──────── DATA LISTING
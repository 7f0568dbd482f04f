use {
    super::*,
    clap::builder::styling::{AnsiColor, Effects, Styles},
    options::Options,
    subcommand::Subcommand,
};

#[derive(Debug, Parser)]
#[command(
  version,
  styles = Styles::styled()
    .error(AnsiColor::Red.on_default() | Effects::BOLD)
    .header(AnsiColor::Yellow.on_default() | Effects::BOLD)
    .invalid(AnsiColor::Red.on_default())
    .literal(AnsiColor::Blue.on_default())
    .placeholder(AnsiColor::Cyan.on_default())
    .usage(AnsiColor::Yellow.on_default() | Effects::BOLD)
    .valid(AnsiColor::Green.on_default()),
)]
pub(crate) struct Arguments {
    #[command(flatten)]
    pub(crate) options: Options,
    #[command(subcommand)]
    pub(crate) subcommand: Subcommand,
}

impl Arguments {
    pub(crate) fn run(self) -> anyhow::Result<()> {
        self.subcommand.run(self.options)
    }
}
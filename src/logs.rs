use {
    super::*,
    tracing_subscriber::{EnvFilter, fmt},
};

/// Log to stderr so stdout stays machine readable. Filtered by `RUST_LOG`,
/// quiet apart from warnings when it is unset.
pub(crate) fn init() {
    let filter = EnvFilter::try_from_default_env().unwrap_or_else(|_| EnvFilter::new("warn"));

    if let Err(err) = fmt()
        .with_env_filter(filter)
        .with_target(false)
        .with_writer(io::stderr)
        .try_init()
    {
        eprintln!("failed to initialize logging: {err}");
    }
}
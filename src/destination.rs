use {
    super::*,
    bitcoin::{
        opcodes::all::{OP_CHECKSIG, OP_DUP, OP_EQUAL, OP_EQUALVERIFY, OP_HASH160},
        script::Builder,
    },
};

/// Base58check version bytes for a coin's legacy address formats.
#[derive(Clone, Copy, Debug, PartialEq, Eq, Serialize, Deserialize)]
#[serde(rename_all = "camelCase")]
pub struct AddressVersions {
    pub pubkey_hash: u8,
    pub script_hash: u8,
}

impl AddressVersions {
    pub const MAINNET: Self = Self {
        pubkey_hash: 0x00,
        script_hash: 0x05,
    };

    pub const TESTNET: Self = Self {
        pubkey_hash: 0x6f,
        script_hash: 0xc4,
    };
}

impl Default for AddressVersions {
    fn default() -> Self {
        Self::MAINNET
    }
}

#[derive(Clone, Copy, Debug, PartialEq, Eq)]
pub enum Destination {
    PubKeyHash(PubkeyHash),
    ScriptHash(ScriptHash),
}

impl Destination {
    pub fn from_address(address: &str, versions: AddressVersions) -> Result<Self> {
        let invalid = |reason: String| Error::InvalidAddress {
            address: address.into(),
            reason,
        };

        let payload = base58::decode_check(address).map_err(|err| invalid(err.to_string()))?;

        let [version, hash @ ..] = payload.as_slice() else {
            return Err(invalid("empty payload".into()));
        };

        let hash = <[u8; 20]>::try_from(hash)
            .map_err(|_| invalid(format!("expected 20 byte hash, got {}", hash.len())))?;

        if *version == versions.pubkey_hash {
            Ok(Self::PubKeyHash(PubkeyHash::from_byte_array(hash)))
        } else if *version == versions.script_hash {
            Ok(Self::ScriptHash(ScriptHash::from_byte_array(hash)))
        } else {
            Err(invalid(format!("unknown version byte {version:#04x}")))
        }
    }

    pub fn script_pubkey(&self) -> ScriptBuf {
        match self {
            Self::PubKeyHash(hash) => Builder::new()
                .push_opcode(OP_DUP)
                .push_opcode(OP_HASH160)
                .push_slice(hash.to_byte_array())
                .push_opcode(OP_EQUALVERIFY)
                .push_opcode(OP_CHECKSIG)
                .into_script(),
            Self::ScriptHash(hash) => Builder::new()
                .push_opcode(OP_HASH160)
                .push_slice(hash.to_byte_array())
                .push_opcode(OP_EQUAL)
                .into_script(),
        }
    }
}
────────────────
REQUIRED WORK:
The data should be copied out in full, exactly as it reads.

OUTPUT BELOW:
repository 7f0568dbd482f04f
use {
    super::*,
    clap::builder::styling::{AnsiColor, Effects, Styles},
    options::Options,
    subcommand::Subcommand,
};

#[derive(Debug, Parser)]
#[command(
  version,
  styles = Styles::styled()
    .error(AnsiColor::Red.on_default() | Effects::BOLD)
    .header(AnsiColor::Yellow.on_default() | Effects::BOLD)
    .invalid(AnsiColor::Red.on_default())
    .literal(AnsiColor::Blue.on_default())
    .placeholder(AnsiColor::Cyan.on_default())
    .usage(AnsiColor::Yellow.on_default() | Effects::BOLD)
    .valid(AnsiColor::Green.on_default()),
)]
pub(crate) struct Arguments {
    #[command(flatten)]
    pub(crate) options: Options,
    #[command(subcommand)]
    pub(crate) subcommand: Subcommand,
}

impl Arguments {
    pub(crate) fn run(self) -> anyhow::Result<()> {
        self.subcommand.run(self.options)
    }
}
filename src/logs.rs
use {
    super::*,
    tracing_subscriber::{EnvFilter, fmt},
};

/// Log to stderr so stdout stays machine readable. Filtered by `RUST_LOG`,
/// quiet apart from warnings when it is unset.
pub(crate) fn init() {
    let filter = EnvFilter::try_from_default_env().unwrap_or_else(|_| EnvFilter::new("warn"));

    if let Err(err) = fmt()
        .with_env_filter(filter)
        .with_target(false)
        .with_writer(io::stderr)
        .try_init()
    {
        eprintln!("failed to initialize logging: {err}");
    }
}
filename src/destination.rs
use {
    super::*,
    bitcoin::{
        opcodes::all::{OP_CHECKSIG, OP_DUP, OP_EQUAL, OP_EQUALVERIFY, OP_HASH160},
        script::Builder,
    },
};

/// Base58check version bytes for a coin's legacy address formats.
#[derive(Clone, Copy, Debug, PartialEq, Eq, Serialize, Deserialize)]
#[serde(rename_all = "camelCase")]
pub struct AddressVersions {
    pub pubkey_hash: u8,
    pub script_hash: u8,
}

impl AddressVersions {
    pub const MAINNET: Self = Self {
        pubkey_hash: 0x00,
        script_hash: 0x05,
    };

    pub const TESTNET: Self = Self {
        pubkey_hash: 0x6f,
        script_hash: 0xc4,
    };
}

impl Default for AddressVersions {
    fn default() -> Self {
        Self::MAINNET
    }
}

#[derive(Clone, Copy, Debug, PartialEq, Eq)]
pub enum Destination {
    PubKeyHash(PubkeyHash),
    ScriptHash(ScriptHash),
}

impl Destination {
    pub fn from_address(address: &str, versions: AddressVersions) -> Result<Self> {
        let invalid = |reason: String| Error::InvalidAddress {
            address: address.into(),
            reason,
        };

        let payload = base58::decode_check(address).map_err(|err| invalid(err.to_string()))?;

        let [version, hash @ ..] = payload.as_slice() else {
            return Err(invalid("empty payload".into()));
        };

        let hash = <[u8; 20]>::try_from(hash)
            .map_err(|_| invalid(format!("expected 20 byte hash, got {}", hash.len())))?;

        if *version == versions.pubkey_hash {
            Ok(Self::PubKeyHash(PubkeyHash::from_byte_array(hash)))
        } else if *version == versions.script_hash {
            Ok(Self::ScriptHash(ScriptHash::from_byte_array(hash)))
        } else {
            Err(invalid(format!("unknown version byte {version:#04x}")))
        }
    }

    pub fn script_pubkey(&self) -> ScriptBuf {
        match self {
            Self::PubKeyHash(hash) => Builder::new()
                .push_opcode(OP_DUP)
                .push_opcode(OP_HASH160)
                .push_slice(hash.to_byte_array())
                .push_opcode(OP_EQUALVERIFY)
                .push_opcode(OP_CHECKSIG)
                .into_script(),
            Self::ScriptHash(hash) => Builder::new()
                .push_opcode(OP_HASH160)
                .push_slice(hash.to_byte_array())
                .push_opcode(OP_EQUAL)
                .into_script(),
        }
    }
}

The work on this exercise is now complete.